SUPPLIED ENTRIES
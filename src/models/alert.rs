use serde::{Deserialize, Serialize};
use utoipa::ToSchema;
use validator::Validate;

/// Operational condition an alert reports on. Unique within one dashboard view.
#[derive(
    Debug,
    Clone,
    Copy,
    PartialEq,
    Eq,
    Hash,
    PartialOrd,
    Ord,
    Serialize,
    Deserialize,
    ToSchema,
    strum::Display,
    strum::IntoStaticStr,
)]
#[serde(rename_all = "snake_case")]
#[strum(serialize_all = "snake_case")]
pub enum AlertKind {
    /// Open orders past their delivery date.
    Overdue,
    /// Orders put on hold.
    Suspended,
    /// Orders in production without a completed self-check.
    Autocontrollo,
}

impl AlertKind {
    pub fn as_str(self) -> &'static str {
        self.into()
    }

    pub fn title(self) -> &'static str {
        match self {
            AlertKind::Overdue => "Overdue orders",
            AlertKind::Suspended => "Suspended orders",
            AlertKind::Autocontrollo => "Missing self-check",
        }
    }
}

#[derive(
    Debug,
    Clone,
    Copy,
    PartialEq,
    Eq,
    Hash,
    Serialize,
    Deserialize,
    ToSchema,
    strum::Display,
    strum::IntoStaticStr,
)]
#[serde(rename_all = "snake_case")]
#[strum(serialize_all = "snake_case")]
pub enum AlertSeverity {
    Low,
    Medium,
    High,
    Critical,
}

impl AlertSeverity {
    /// Display rank: critical sorts first.
    pub fn rank(self) -> u8 {
        match self {
            AlertSeverity::Critical => 0,
            AlertSeverity::High => 1,
            AlertSeverity::Medium => 2,
            AlertSeverity::Low => 3,
        }
    }

    pub fn as_str(self) -> &'static str {
        self.into()
    }
}

/// Server-computed notice shown on the dashboard.
#[derive(Debug, Clone, PartialEq, Serialize, Deserialize, ToSchema)]
pub struct Alert {
    #[serde(rename = "type")]
    pub kind: AlertKind,
    pub severity: AlertSeverity,
    pub count: u64,
    /// Production numbers of the affected orders, shown when the alert is expanded.
    #[serde(default)]
    pub orders: Vec<String>,
    #[serde(default, skip_serializing_if = "Option::is_none")]
    pub signature: Option<String>,
    #[serde(default, skip_serializing_if = "Option::is_none")]
    pub scope_hash: Option<String>,
}

impl Alert {
    /// The acknowledgement this alert would send, if it can be persisted at all.
    pub fn acknowledgement(&self) -> Option<AcknowledgeAlertRequest> {
        match (&self.signature, &self.scope_hash) {
            (Some(signature), Some(scope_hash)) if !signature.is_empty() && !scope_hash.is_empty() => {
                Some(AcknowledgeAlertRequest {
                    alert_key: self.kind,
                    signature: signature.clone(),
                    scope_hash: scope_hash.clone(),
                })
            }
            _ => None,
        }
    }
}

/// Body of the alert-acknowledge endpoint.
#[derive(Debug, Clone, PartialEq, Eq, Hash, Serialize, Deserialize, Validate, ToSchema)]
pub struct AcknowledgeAlertRequest {
    pub alert_key: AlertKind,
    #[validate(length(min = 1, max = 128, message = "Signature must be between 1 and 128 characters"))]
    pub signature: String,
    #[validate(length(min = 1, max = 128, message = "Scope hash must be between 1 and 128 characters"))]
    pub scope_hash: String,
}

PROBLEM TO WORK ON
Each entry must appear in the reply exactly as written.

RESULT OF THE EXERCISE
filename src/models/alert.rs
use serde::{Deserialize, Serialize};
use utoipa::ToSchema;
use validator::Validate;

/// Operational condition an alert reports on. Unique within one dashboard view.
#[derive(
    Debug,
    Clone,
    Copy,
    PartialEq,
    Eq,
    Hash,
    PartialOrd,
    Ord,
    Serialize,
    Deserialize,
    ToSchema,
    strum::Display,
    strum::IntoStaticStr,
)]
#[serde(rename_all = "snake_case")]
#[strum(serialize_all = "snake_case")]
pub enum AlertKind {
    /// Open orders past their delivery date.
    Overdue,
    /// Orders put on hold.
    Suspended,
    /// Orders in production without a completed self-check.
    Autocontrollo,
}

impl AlertKind {
    pub fn as_str(self) -> &'static str {
        self.into()
    }

    pub fn title(self) -> &'static str {
        match self {
            AlertKind::Overdue => "Overdue orders",
            AlertKind::Suspended => "Suspended orders",
            AlertKind::Autocontrollo => "Missing self-check",
        }
    }
}

#[derive(
    Debug,
    Clone,
    Copy,
    PartialEq,
    Eq,
    Hash,
    Serialize,
    Deserialize,
    ToSchema,
    strum::Display,
    strum::IntoStaticStr,
)]
#[serde(rename_all = "snake_case")]
#[strum(serialize_all = "snake_case")]
pub enum AlertSeverity {
    Low,
    Medium,
    High,
    Critical,
}

impl AlertSeverity {
    /// Display rank: critical sorts first.
    pub fn rank(self) -> u8 {
        match self {
            AlertSeverity::Critical => 0,
            AlertSeverity::High => 1,
            AlertSeverity::Medium => 2,
            AlertSeverity::Low => 3,
        }
    }

    pub fn as_str(self) -> &'static str {
        self.into()
    }
}

/// Server-computed notice shown on the dashboard.
#[derive(Debug, Clone, PartialEq, Serialize, Deserialize, ToSchema)]
pub struct Alert {
    #[serde(rename = "type")]
    pub kind: AlertKind,
    pub severity: AlertSeverity,
    pub count: u64,
    /// Production numbers of the affected orders, shown when the alert is expanded.
    #[serde(default)]
    pub orders: Vec<String>,
    #[serde(default, skip_serializing_if = "Option::is_none")]
    pub signature: Option<String>,
    #[serde(default, skip_serializing_if = "Option::is_none")]
    pub scope_hash: Option<String>,
}

impl Alert {
    /// The acknowledgement this alert would send, if it can be persisted at all.
    pub fn acknowledgement(&self) -> Option<AcknowledgeAlertRequest> {
        match (&self.signature, &self.scope_hash) {
            (Some(signature), Some(scope_hash)) if !signature.is_empty() && !scope_hash.is_empty() => {
                Some(AcknowledgeAlertRequest {
                    alert_key: self.kind,
                    signature: signature.clone(),
                    scope_hash: scope_hash.clone(),
                })
            }
            _ => None,
        }
    }
}

/// Body of the alert-acknowledge endpoint.
#[derive(Debug, Clone, PartialEq, Eq, Hash, Serialize, Deserialize, Validate, ToSchema)]
pub struct AcknowledgeAlertRequest {
    pub alert_key: AlertKind,
    #[validate(length(min = 1, max = 128, message = "Signature must be between 1 and 128 characters"))]
    pub signature: String,
    #[validate(length(min = 1, max = 128, message = "Scope hash must be between 1 and 128 characters"))]
    pub scope_hash: String,
}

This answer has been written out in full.